A very silly movie, rarely ever good, with big sweeping symphonic music that sometimes gets close to ripping off Star Wars. Jeers to Criterion for getting people to take a 1980s Godzilla movie seriously enough that I was tricked into wasting an evening on it.

Army weapon temporarily turns Godz into a Trapper Keeper graphic:

Competing English-speaking forces kill each other to capture Godzilla DNA, then a plant lab gets blown up, then a psychic girl speaks to plants. Botanist creates a plant monster and the next time hitmen come to steal secrets they get Little-Shopped. Plant monster and Godzilla fight.

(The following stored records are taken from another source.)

//! End-to-end scenarios: build an index, query it, read the matches.

use crate::common::{find, highlights_spell_query, make_index, names, std_index};
use namesift::{Id, SearchIndex};

#[test]
fn test_abbreviation_matches_every_sibling() {
    let index = make_index(&["foo::bar", "foo::baz", "qux"]);

    let matches = index.run_fuzzy_search_and_get_matches("fb");

    assert_eq!(names(&matches), vec!["foo::bar", "foo::baz"]);
    for m in &matches {
        assert_eq!(m.weight, -2);
        assert_eq!(m.indices, vec![0, 5]);
    }
    assert_eq!(find(&matches, "foo::bar").token_ids.iter().copied().collect::<Vec<_>>(), vec![Id(0)]);
    assert_eq!(find(&matches, "foo::baz").token_ids.iter().copied().collect::<Vec<_>>(), vec![Id(1)]);
}

#[test]
fn test_tokens_on_one_name_share_a_match() {
    let mut index = SearchIndex::new();
    let node = index.add_node(&["a", "b"]);
    assert!(index.add_token_id(node, Id(1)));
    assert!(index.add_token_id(node, Id(2)));
    assert!(!index.add_token_id(node, Id(2)));

    let matches = index.run_fuzzy_search_and_get_matches("ab");

    assert_eq!(matches.len(), 1);
    assert_eq!(matches[0].full_name, "a::b");
    assert_eq!(matches[0].token_ids.len(), 2);
}

#[test]
fn test_query_matching_nothing() {
    let index = std_index();
    assert!(index.run_fuzzy_search_and_get_matches("zzz").is_empty());
    assert!(index.run_fuzzy_search_and_get_matches("").is_empty());
}

#[test]
fn test_suffix_of_qualified_name() {
    let index = std_index();
    let matches = index.run_fuzzy_search_and_get_matches("Entry");

    let entry = find(&matches, "std::collections::hash_map::Entry");
    assert_eq!(entry.matched_text(), "Entry");
    assert_eq!(entry.indices, (28..33).collect::<Vec<_>>());
}

#[test]
fn test_chain_across_three_segments() {
    let index = std_index();
    let matches = index.run_fuzzy_search_and_get_matches("chmE");

    let entry = find(&matches, "std::collections::hash_map::Entry");
    assert!(highlights_spell_query(entry, "chmE"));
}

#[test]
fn test_every_highlight_spells_the_query() {
    let index = std_index();
    for query in ["hm", "HashM", "vec", "std::io", "iow", "Disp", "s::c::H"] {
        let matches = index.run_fuzzy_search_and_get_matches(query);
        assert!(!matches.is_empty(), "nothing for {:?}", query);
        for m in &matches {
            assert!(highlights_spell_query(m, query), "{:?} on {}", query, m);
        }
    }
}

#[test]
fn test_structural_nodes_are_reported() {
    let index = make_index(&["std::vec::Vec"]);
    let matches = index.run_fuzzy_search_and_get_matches("Vec");

    // Vec itself, and the token-less vec module
    assert_eq!(names(&matches), vec!["std::vec::Vec", "std::vec"]);
    assert_eq!(matches[0].weight, -1);
    assert_eq!(matches[1].weight, 0);
    assert!(matches[1].token_ids.is_empty());
}

#[test]
fn test_clear_then_rebuild() {
    let mut index = make_index(&["foo::bar", "foo::baz"]);
    index.clear();

    assert!(index.is_empty());
    assert!(index.run_fuzzy_search_and_get_matches("fb").is_empty());

    index.insert(&["foo", "bar"], Id(9));
    let matches = index.run_fuzzy_search_and_get_matches("fb");
    assert_eq!(names(&matches), vec!["foo::bar"]);
    assert!(matches[0].token_ids.contains(&Id(9)));
}

#[test]
#[should_panic(expected = "stale node handle")]
fn test_handle_from_before_clear_panics() {
    let mut index = make_index(&["foo::bar"]);
    let stale = index.get_node("foo::bar").unwrap();
    index.clear();
    index.insert(&["foo", "bar"], Id(1));

    let _ = index.node(stale);
}

#[test]
fn test_search_scoped_to_subtree() {
    let index = std_index();
    let io = index.get_node("std::io").unwrap();

    let results = index.run_fuzzy_search_from(io, "W", true);
    let matches = index.get_matches(&results, "W");

    assert_eq!(names(&matches), vec!["std::io::Write"]);
}

#[test]
fn test_encode_for_query_is_the_full_name() {
    let index = std_index();
    let matches = index.run_fuzzy_search_and_get_matches("HashSet");
    let m = find(&matches, "std::collections::HashSet");

    let again = index.run_fuzzy_search_and_get_matches(&m.encode_for_query());
    assert_eq!(again[0].full_name, "std::collections::HashSet");
}
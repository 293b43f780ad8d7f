//! Search output properties: highlights, ordering, uniqueness, determinism.

use crate::common::highlights_spell_query;
use namesift::{compare_matches, Id, SearchIndex};
use proptest::prelude::*;
use std::cmp::Ordering;
use std::collections::HashSet;

fn word_strategy() -> impl Strategy<Value = String> {
    prop::string::string_regex("[abcAB]{1,5}").unwrap()
}

fn hierarchy_strategy() -> impl Strategy<Value = Vec<String>> {
    prop::collection::vec(word_strategy(), 1..4)
}

fn corpus_strategy() -> impl Strategy<Value = Vec<Vec<String>>> {
    prop::collection::vec(hierarchy_strategy(), 1..12)
}

fn query_strategy() -> impl Strategy<Value = String> {
    prop::string::string_regex("[abcAB:]{1,6}").unwrap()
}

fn build(corpus: &[Vec<String>]) -> SearchIndex {
    let mut index = SearchIndex::new();
    for (i, h) in corpus.iter().enumerate() {
        index.insert(h, Id(i as u32));
    }
    index
}

/// Case-insensitive ordered subsequence.
fn is_subsequence(query: &str, text: &str) -> bool {
    let mut text = text.chars().flat_map(char::to_lowercase);
    query
        .chars()
        .flat_map(char::to_lowercase)
        .all(|q| text.any(|t| t == q))
}

proptest! {
    #![proptest_config(ProptestConfig::with_cases(128))]

    /// Highlighted characters always spell the query, in order.
    #[test]
    fn prop_highlights_spell_query(corpus in corpus_strategy(), query in query_strategy()) {
        let index = build(&corpus);
        for m in index.run_fuzzy_search_and_get_matches(&query) {
            prop_assert!(highlights_spell_query(&m, &query), "{:?} on {}", query, m);
        }
    }

    /// Output is sorted by (weight, full name), one entry per name.
    #[test]
    fn prop_ranked_and_unique(corpus in corpus_strategy(), query in query_strategy()) {
        let index = build(&corpus);
        let matches = index.run_fuzzy_search_and_get_matches(&query);

        for pair in matches.windows(2) {
            prop_assert_ne!(compare_matches(&pair[0], &pair[1]), Ordering::Greater);
        }
        let unique: HashSet<&str> = matches.iter().map(|m| m.full_name.as_str()).collect();
        prop_assert_eq!(unique.len(), matches.len());
    }

    /// A query hidden inside a name's last segment always finds that name.
    #[test]
    fn prop_last_segment_subsequence_is_found(corpus in corpus_strategy(), query in "[abc]{1,3}") {
        let index = build(&corpus);
        let found: HashSet<String> = index
            .run_fuzzy_search_and_get_matches(&query)
            .into_iter()
            .map(|m| m.full_name)
            .collect();

        for h in &corpus {
            let last = h.last().unwrap();
            if is_subsequence(&query, last) {
                let full = h.join("::");
                prop_assert!(found.contains(&full), "{:?} missed {}", query, full);
            }
        }
    }

    /// Typing a name out in full finds that name.
    #[test]
    fn prop_full_name_finds_itself(corpus in corpus_strategy()) {
        let index = build(&corpus);
        for h in &corpus {
            let full = h.join("::");
            let matches = index.run_fuzzy_search_and_get_matches(&full);
            prop_assert!(matches.iter().any(|m| m.full_name == full), "lost {}", full);
        }
    }

    /// Same corpus, same query, same answer, whichever index answers.
    #[test]
    fn prop_deterministic(corpus in corpus_strategy(), query in query_strategy()) {
        let a = build(&corpus);
        let b = build(&corpus);
        let first = a.run_fuzzy_search_and_get_matches(&query);
        prop_assert_eq!(&first, &a.run_fuzzy_search_and_get_matches(&query));
        prop_assert_eq!(&first, &b.run_fuzzy_search_and_get_matches(&query));
    }

    /// Each match weighs no more than any raw completion of its node.
    #[test]
    fn prop_match_keeps_cheapest_completion(corpus in corpus_strategy(), query in query_strategy()) {
        let index = build(&corpus);
        let results = index.run_fuzzy_search(&query);
        let matches = index.get_matches(&results, &query);

        for m in &matches {
            let node = index.get_node(&m.full_name).unwrap();
            let cheapest = results.iter().filter(|r| r.node == node).map(|r| r.weight).min();
            prop_assert_eq!(Some(m.weight), cheapest);
        }
    }
}
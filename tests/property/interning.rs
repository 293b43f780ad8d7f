//! Dictionary and trie construction properties.

use namesift::{join_name, Dictionary, Id, SearchIndex, DELIMITER};
use proptest::prelude::*;

fn word_strategy() -> impl Strategy<Value = String> {
    prop::string::string_regex("[a-cA-C_]{1,4}").unwrap()
}

fn hierarchy_strategy() -> impl Strategy<Value = Vec<String>> {
    prop::collection::vec(word_strategy(), 1..5)
}

proptest! {
    #![proptest_config(ProptestConfig::with_cases(128))]

    /// Same word, same id; different words, different ids.
    #[test]
    fn prop_interning_is_a_bijection(words in prop::collection::vec(word_strategy(), 1..30)) {
        let mut dictionary = Dictionary::new();
        let ids: Vec<Id> = words.iter().map(|w| dictionary.get_word_id(w)).collect();

        for (word, id) in words.iter().zip(&ids) {
            prop_assert_eq!(dictionary.get_word_id(word), *id);
            prop_assert_eq!(dictionary.get_word(*id), word.as_str());
        }
        for (a, id_a) in words.iter().zip(&ids) {
            for (b, id_b) in words.iter().zip(&ids) {
                prop_assert_eq!(a == b, id_a == id_b);
            }
        }
    }

    /// Inserting twice changes nothing the second time.
    #[test]
    fn prop_insertion_is_idempotent(hierarchies in prop::collection::vec(hierarchy_strategy(), 1..15)) {
        let mut index = SearchIndex::new();
        let first: Vec<_> = hierarchies.iter().map(|h| index.add_node(h)).collect();
        let nodes = index.node_count();
        let words = index.dictionary().len();

        let second: Vec<_> = hierarchies.iter().map(|h| index.add_node(h)).collect();
        prop_assert_eq!(first, second);
        prop_assert_eq!(index.node_count(), nodes);
        prop_assert_eq!(index.dictionary().len(), words);
    }

    /// Every inserted name can be found again by its joined form, and
    /// carries exactly the tokens registered on it.
    #[test]
    fn prop_lookup_finds_inserted_names(hierarchies in prop::collection::vec(hierarchy_strategy(), 1..15)) {
        let mut index = SearchIndex::new();
        for (i, h) in hierarchies.iter().enumerate() {
            index.insert(h, Id(i as u32));
        }

        for (i, h) in hierarchies.iter().enumerate() {
            let full = join_name(h, DELIMITER);
            let node = index.get_node(&full);
            prop_assert!(node.is_some(), "lost {}", full);
            let node = index.node(node.unwrap());
            prop_assert_eq!(node.full_name(), full);
            prop_assert!(node.token_ids().contains(&Id(i as u32)));
            prop_assert_eq!(node.depth(), h.len());
        }
    }
}
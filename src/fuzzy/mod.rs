// Copyright 2025-present Harīṣh Tummalachērla
// SPDX-License-Identifier: Apache-2.0

//! Fuzzy matching: ordered subsequence search over name segments.
//!
//! The query doesn't have to be contiguous, it just has to appear in order.
//! `fb` finds `foo::bar`, `vecpush` finds `Vec::push`. Matching is done one
//! segment at a time; the trie traversal in `search` decides which segments
//! to chain together.

mod segment;

pub use segment::*;
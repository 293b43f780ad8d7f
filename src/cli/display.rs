// Copyright 2025-present Harīṣh Tummalachērla
// SPDX-License-Identifier: Apache-2.0

//! Terminal display utilities for the namesift CLI.
//!
//! OneDark for dark terminals, One Light for light ones. The detection tries
//! `NAMESIFT_THEME` first, then `COLORFGBG`, then defaults to dark. Colors are
//! dropped entirely when stdout is not a TTY or `NO_COLOR` is set, so piping
//! results into other tools yields plain text.

use std::sync::OnceLock;

use namesift::SearchMatch;

// Box drawing constants - width between │ and │ (excluding border chars)
pub const BOX_WIDTH: usize = 72;

// ═══════════════════════════════════════════════════════════════════════════
// THEME DETECTION
// ═══════════════════════════════════════════════════════════════════════════

#[derive(Debug, Clone, Copy, PartialEq, Eq)]
pub enum Theme {
    Dark,
    Light,
}

static THEME: OnceLock<Theme> = OnceLock::new();

fn detect_theme() -> Theme {
    if let Ok(theme) = std::env::var("NAMESIFT_THEME") {
        match theme.to_lowercase().as_str() {
            "light" | "l" => return Theme::Light,
            "dark" | "d" => return Theme::Dark,
            _ => {}
        }
    }

    // COLORFGBG is "fg;bg"; background 7+ (except 8) is a light terminal
    if let Ok(colorfgbg) = std::env::var("COLORFGBG") {
        if let Some(bg) = colorfgbg.split(';').next_back() {
            if let Ok(bg_num) = bg.parse::<u8>() {
                if bg_num >= 7 && bg_num != 8 {
                    return Theme::Light;
                }
            }
        }
    }

    Theme::Dark
}

pub fn theme() -> Theme {
    *THEME.get_or_init(detect_theme)
}

// ═══════════════════════════════════════════════════════════════════════════
// PALETTES
// ═══════════════════════════════════════════════════════════════════════════

fn rgb(r: u8, g: u8, b: u8) -> String {
    format!("\x1b[38;2;{};{};{}m", r, g, b)
}

pub const RESET: &str = "\x1b[0m";
pub const BOLD: &str = "\x1b[1m";

mod onedark {
    pub const GREEN: (u8, u8, u8) = (152, 195, 121); // #98c379
    pub const YELLOW: (u8, u8, u8) = (229, 192, 123); // #e5c07b
    pub const RED: (u8, u8, u8) = (224, 108, 117); // #e06c75
    pub const CYAN: (u8, u8, u8) = (86, 182, 194); // #56b6c2
    pub const GRAY: (u8, u8, u8) = (92, 99, 112); // #5c6370
}

mod onelight {
    pub const GREEN: (u8, u8, u8) = (80, 161, 79); // #50a14f
    pub const YELLOW: (u8, u8, u8) = (193, 132, 1); // #c18401
    pub const RED: (u8, u8, u8) = (228, 86, 73); // #e45649
    pub const CYAN: (u8, u8, u8) = (1, 132, 188); // #0184bc
    pub const GRAY: (u8, u8, u8) = (160, 161, 167); // #a0a1a7
}

macro_rules! theme_color {
    ($name:ident) => {
        #[allow(non_snake_case)]
        pub fn $name() -> String {
            let (r, g, b) = match theme() {
                Theme::Dark => onedark::$name,
                Theme::Light => onelight::$name,
            };
            rgb(r, g, b)
        }
    };
}

theme_color!(GREEN);
theme_color!(YELLOW);
theme_color!(RED);
theme_color!(CYAN);
theme_color!(GRAY);

// ═══════════════════════════════════════════════════════════════════════════
// CORE UTILITIES
// ═══════════════════════════════════════════════════════════════════════════

/// Check if colors should be used (TTY detection)
pub fn use_colors() -> bool {
    if std::env::var("NO_COLOR").is_ok() {
        return false;
    }
    atty::is(atty::Stream::Stdout)
}

/// Apply theme color with optional modifiers
pub fn themed(color_fn: fn() -> String, modifiers: &[&str], text: &str) -> String {
    if use_colors() {
        format!("{}{}{}{}", modifiers.join(""), color_fn(), text, RESET)
    } else {
        text.to_string()
    }
}

/// Calculate visible length (excluding ANSI codes)
pub fn visible_len(s: &str) -> usize {
    let mut in_escape = false;
    let mut len = 0;
    for c in s.chars() {
        if c == '\x1b' {
            in_escape = true;
        } else if in_escape && c == 'm' {
            in_escape = false;
        } else if !in_escape {
            len += 1;
        }
    }
    len
}

pub fn pad_right(s: &str, width: usize) -> String {
    let pad = width.saturating_sub(visible_len(s));
    format!("{}{}", s, " ".repeat(pad))
}

pub fn pad_left(s: &str, width: usize) -> String {
    let pad = width.saturating_sub(visible_len(s));
    format!("{}{}", " ".repeat(pad), s)
}

// ═══════════════════════════════════════════════════════════════════════════
// MATCH RENDERING
// ═══════════════════════════════════════════════════════════════════════════

/// Full name with matched characters in bold yellow.
///
/// Without colors the matched characters are wrapped in brackets instead,
/// `[f]oo::[b]ar`, so the highlight survives a pipe.
pub fn highlight(m: &SearchMatch, colors: bool) -> String {
    let mut out = String::new();
    let mut open = false;

    for (i, c) in m.full_name.chars().enumerate() {
        let hit = m.is_highlighted(i);
        if hit && !open {
            if colors {
                out.push_str(BOLD);
                out.push_str(&YELLOW());
            } else {
                out.push('[');
            }
            open = true;
        } else if !hit && open {
            out.push_str(if colors { RESET } else { "]" });
            open = false;
        }
        out.push(c);
    }
    if open {
        out.push_str(if colors { RESET } else { "]" });
    }
    out
}

/// Weight colored by how good it is: green for boundary-aligned matches,
/// yellow for small gaps, red beyond.
pub fn weight_value(weight: i64) -> String {
    let text = weight.to_string();
    match weight {
        w if w <= 0 => themed(GREEN, &[], &text),
        w if w <= 5 => themed(YELLOW, &[], &text),
        _ => themed(RED, &[], &text),
    }
}

pub fn timing_ms(value: f64) -> String {
    themed(GRAY, &[], &format!("{:.2} ms", value))
}

// ═══════════════════════════════════════════════════════════════════════════
// BOX DRAWING
// ═══════════════════════════════════════════════════════════════════════════

/// Print a content line: │ content          │
pub fn row(content: &str) {
    let border = themed(GRAY, &[], "│");
    println!("{}{}{}", border, pad_right(content, BOX_WIDTH), border);
}

/// Print section header: ┌─ LABEL ──────────┐
pub fn section_top(label: &str) {
    let label_part = format!("─ {} ", themed(CYAN, &[BOLD], label));
    let remaining = BOX_WIDTH.saturating_sub(visible_len(&label_part));
    println!(
        "{}{}{}",
        themed(GRAY, &[], "┌"),
        label_part,
        themed(GRAY, &[], &format!("{}┐", "─".repeat(remaining)))
    );
}

/// Print section footer: └──────────────────┘
pub fn section_bot() {
    println!("{}", themed(GRAY, &[], &format!("└{}┘", "─".repeat(BOX_WIDTH))));
}
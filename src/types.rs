// Copyright 2025-present Harīṣh Tummalachērla
// SPDX-License-Identifier: Apache-2.0

//! The building blocks of a name index.
//!
//! Handles, raw traversal results and the compiled matches callers see.
//!
//! # Invariants (the stuff that breaks if you ignore it)
//!
//! - **Id**: issued by one `Dictionary` (for words) or by the caller (for
//!   tokens). Never reused, never recycled.
//!
//! - **NodeId**: only meaningful for the `SearchIndex` that issued it, and only
//!   until that index is cleared. The `epoch` field catches stale handles.
//!
//! - **SearchResult**: ordered by `(weight, node, parent)`. The identity fields
//!   only exist so that equal-weight results stay distinct inside a `BTreeSet`.
//!
//! - **SearchMatch**: `indices` are ascending character offsets into
//!   `full_name`, one per query character.

use serde::Serialize;
use std::collections::{BTreeSet, HashSet};
use std::fmt;

// =============================================================================
// NEWTYPES: Type-safe handles
// =============================================================================

/// Opaque handle for an interned word or a caller-defined token.
///
/// Words get their ids from the index's `Dictionary`; token ids are chosen by
/// the caller and only stored, never interpreted.
#[derive(Debug, Clone, Copy, PartialEq, Eq, PartialOrd, Ord, Hash, Serialize)]
#[serde(transparent)]
#[repr(transparent)]
pub struct Id(pub u32);

impl Id {
    /// Get the underlying value.
    #[inline]
    pub fn get(self) -> u32 {
        self.0
    }

    /// Convert to usize for array indexing.
    #[inline]
    pub fn as_usize(self) -> usize {
        self.0 as usize
    }
}

impl From<u32> for Id {
    fn from(id: u32) -> Self {
        Id(id)
    }
}

impl From<Id> for usize {
    fn from(id: Id) -> Self {
        id.0 as usize
    }
}

impl fmt::Display for Id {
    fn fmt(&self, f: &mut fmt::Formatter<'_>) -> fmt::Result {
        write!(f, "{}", self.0)
    }
}

/// Non-owning handle of a trie node.
///
/// A plain arena slot plus the epoch of the trie it was issued from. Handles
/// are `Copy` and cheap to compare, which is what result ordering needs.
#[derive(Debug, Clone, Copy, PartialEq, Eq, PartialOrd, Ord, Hash)]
pub struct NodeId {
    pub(crate) slot: u32,
    pub(crate) epoch: u32,
}

impl NodeId {
    #[inline]
    pub(crate) fn new(slot: usize, epoch: u32) -> Self {
        NodeId {
            slot: slot as u32,
            epoch,
        }
    }

    /// Arena slot of the node.
    #[inline]
    pub fn slot(self) -> usize {
        self.slot as usize
    }
}

/// Match cost. Lower is better and it can go negative (boundary bonuses).
pub type Weight = i64;

// =============================================================================
// RESULT TYPES
// =============================================================================

/// Raw outcome of a fuzzy traversal: one completed match chain.
///
/// `parent` is the boundary node directly above the first segment of the
/// chain. It is the root for chains that start at a top-level name.
///
/// Field order matters: the derived `Ord` sorts by weight first, then uses the
/// node and parent handles as deterministic tiebreakers.
#[derive(Debug, Clone, Copy, PartialEq, Eq, PartialOrd, Ord, Hash)]
pub struct SearchResult {
    pub weight: Weight,
    pub node: NodeId,
    pub parent: NodeId,
}

impl SearchResult {
    pub fn new(weight: Weight, node: NodeId, parent: NodeId) -> Self {
        SearchResult {
            weight,
            node,
            parent,
        }
    }
}

/// Totally ordered set of raw results, best weight first.
pub type SearchResults = BTreeSet<SearchResult>;

/// What callers get back: a ranked, highlighted qualified name.
#[derive(Debug, Clone, PartialEq, Eq, Serialize)]
#[serde(rename_all = "camelCase")]
pub struct SearchMatch {
    /// Delimiter-joined name from the top-level segment down to the match.
    pub full_name: String,
    /// Tokens registered on the matched node (empty for structural nodes).
    pub token_ids: BTreeSet<Id>,
    /// Character offsets into `full_name` hit by the query, ascending.
    pub indices: Vec<usize>,
    pub weight: Weight,
}

impl SearchMatch {
    /// Canonical query form of this match.
    ///
    /// The delimiter-joined full name: `SearchIndex::get_node` resolves it back
    /// to the same node, and searching for it ranks that node first.
    pub fn encode_for_query(&self) -> String {
        self.full_name.clone()
    }

    /// Whether the character at `offset` in `full_name` was matched.
    pub fn is_highlighted(&self, offset: usize) -> bool {
        self.indices.binary_search(&offset).is_ok()
    }

    /// The matched characters, in order.
    pub fn matched_text(&self) -> String {
        let wanted: HashSet<usize> = self.indices.iter().copied().collect();
        self.full_name
            .chars()
            .enumerate()
            .filter(|(i, _)| wanted.contains(i))
            .map(|(_, c)| c)
            .collect()
    }
}

/// Diagnostic form: weight and name on one line, carets under the
/// highlighted characters on the next.
impl fmt::Display for SearchMatch {
    fn fmt(&self, f: &mut fmt::Formatter<'_>) -> fmt::Result {
        writeln!(f, "{}\t{}", self.weight, self.full_name)?;
        write!(f, "\t")?;
        let mut column = 0;
        for &index in &self.indices {
            while column < index {
                write!(f, " ")?;
                column += 1;
            }
            write!(f, "^")?;
            column += 1;
        }
        Ok(())
    }
}
// Copyright 2025-present Harīṣh Tummalachērla
// SPDX-License-Identifier: Apache-2.0

//! A `SearchIndex` that can be handed to several threads.
//!
//! Queries take the read lock and run side by side; inserts and `clear()`
//! take the write lock and wait for in-flight queries to finish. Results are
//! returned as owned `SearchMatch`es, never node handles, so nothing a reader
//! holds can dangle after a writer clears the index.

use std::sync::Arc;

use parking_lot::{RwLock, RwLockReadGuard};

use crate::search::SearchIndex;
use crate::types::{Id, SearchMatch};

/// Cloneable, thread-safe handle to one index.
#[derive(Debug, Clone, Default)]
pub struct SharedSearchIndex {
    inner: Arc<RwLock<SearchIndex>>,
}

impl SharedSearchIndex {
    pub fn new(index: SearchIndex) -> Self {
        SharedSearchIndex {
            inner: Arc::new(RwLock::new(index)),
        }
    }

    /// Insert a hierarchy and register `token_id` on it.
    pub fn insert<S: AsRef<str>>(&self, hierarchy: &[S], token_id: Id) {
        self.inner.write().insert(hierarchy, token_id);
    }

    /// Insert many names under a single write lock.
    pub fn extend<I, H, S>(&self, entries: I)
    where
        I: IntoIterator<Item = (H, Id)>,
        H: AsRef<[S]>,
        S: AsRef<str>,
    {
        let mut index = self.inner.write();
        for (hierarchy, token_id) in entries {
            index.insert(hierarchy.as_ref(), token_id);
        }
    }

    pub fn search(&self, query: &str) -> Vec<SearchMatch> {
        self.inner.read().run_fuzzy_search_and_get_matches(query)
    }

    /// Token ids registered under an exact qualified name.
    pub fn lookup(&self, full_name: &str) -> Option<Vec<Id>> {
        let index = self.inner.read();
        let node = index.get_node(full_name)?;
        Some(index.node(node).token_ids().iter().copied().collect())
    }

    pub fn clear(&self) {
        self.inner.write().clear();
    }

    /// Hold the read lock for several operations in a row.
    pub fn read(&self) -> RwLockReadGuard<'_, SearchIndex> {
        self.inner.read()
    }
}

What? Your IVYSAUR evolved into BIOLLANTE

Some of the human players: Yoshiko Tanaka (right) starred in Imamura’s Black Rain the same year, the plant scientist had starred in Samurai Spy in the 60s, the psychic girl became a Godzilla regular.

Godzilla will return, and return, and return

Very CG movie, but that feels appropriate for the content. Some idiot corporation has produced a bulletproof kung-fu sexbot, and the cybercops have to stop the killing while negotiating different levels of reality, like a boring eXistenZ.

Very good concept, two-part movie combining various Beat/Kitano personas. In each half he’s an elite hitman who gets recognized during a job, so the cops enlist him as a mole to take down a drug dealer. But it’s a typical crime movie for the first half and a silly-assed comedy in the second. Feels long for a one-hour movie, after remembering that zany Japanese comedies are rarely funny to me.